Democrats need to strip our messaging down to the studs and focus on the enduring issues that have stood the test of time. It is highly persuasive to give voters basic information in clear terms about Democrats’ positions on Social Security and Medicare, health care, prescription drug pricing, abortion rights and tax policy. Every interest group comes armed with polls of questionable quality showing their issue is popular — but we should focus on what’s been tried and tested.
One way to do this is for Democrats to stop filling out interest group questionnaires and using their websites to placate them by listing positions on every issue under the sun. This is where opponents go to mine for oppo, as they did for Ms. Harris.

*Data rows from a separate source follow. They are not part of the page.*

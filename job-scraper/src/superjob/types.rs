use serde::{Deserialize, Serialize};

#[derive(Serialize, Deserialize, Debug)]
pub(crate) struct Town {
    pub(crate) id: u64,
    pub(crate) title: String,
}

#[derive(Serialize, Deserialize, Debug)]
pub(crate) struct Towns {
    pub(crate) objects: Vec<Town>,
}

/// Salary bounds of 0 mean the employer left them out
#[derive(Serialize, Deserialize, Debug, Clone, PartialEq)]
pub struct Vacancy {
    #[serde(default)]
    pub id: u64,
    #[serde(default)]
    pub profession: String,
    pub payment_from: Option<f64>,
    pub payment_to: Option<f64>,
    pub currency: Option<String>,
}

#[derive(Serialize, Deserialize, Debug)]
pub(crate) struct VacanciesPage {
    pub(crate) objects: Vec<Vacancy>,
    pub(crate) total: u64,
    pub(crate) more: bool,
}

Democrats should seek out issues that demonstrate their willingness to fight for their constituents and break with progressive orthodoxy. The emerging concept known as supply-side progressivism offers a good guide, embracing limited deregulation that advances liberal policy goals.
Democratic candidates such as Marie Gluesenkamp Perez of Washington opposed regulations that prevent day care workers from peeling fresh fruit for kids and a mandate for new safety features on table saws that would have made the saws so expensive that people would simply use circular saws, likely resulting in more severed fingers. For Jared Golden of Maine, it was opposing a Biden administration rule meant to protect whales that would have hurt his state’s lobster industry. Border security has clearly emerged as a threshold issue for working-class voters, including Latinos; by taking a hard line, Dan Osborn (an independent candidate) in Nebraska and Ruben Gallego in Arizona ran well ahead of Ms. Harris. Except for Mr. Osborn (who still ran 13 points ahead of Ms. Harris), these candidates have won or are ahead in previous their races for the House and Senate.
Our bench is strong, but if we let interest groups dictate the incentive structure for the second resistance as they did for the first, overperformers like Mr. Gallego and Ms. Gluesenkamp Perez will be pulled to the left in politically disastrous ways. Or they will simply be overlooked, as was the case in the 2020 presidential primary for candidates with strong electoral records like Amy Klobuchar or Steve Bullock.
Supermajority thinkers should concede nothing on righteousness. In politics, winning elections is the moral imperative. You go into this business to change people’s lives for the better. That means changing policy, and to change policy you have to win.
Those who would rather lose elections so that they can feel better about themselves leave the real suffering to the people they claim to fight for. No one wins when we lose. It is time to start winning again.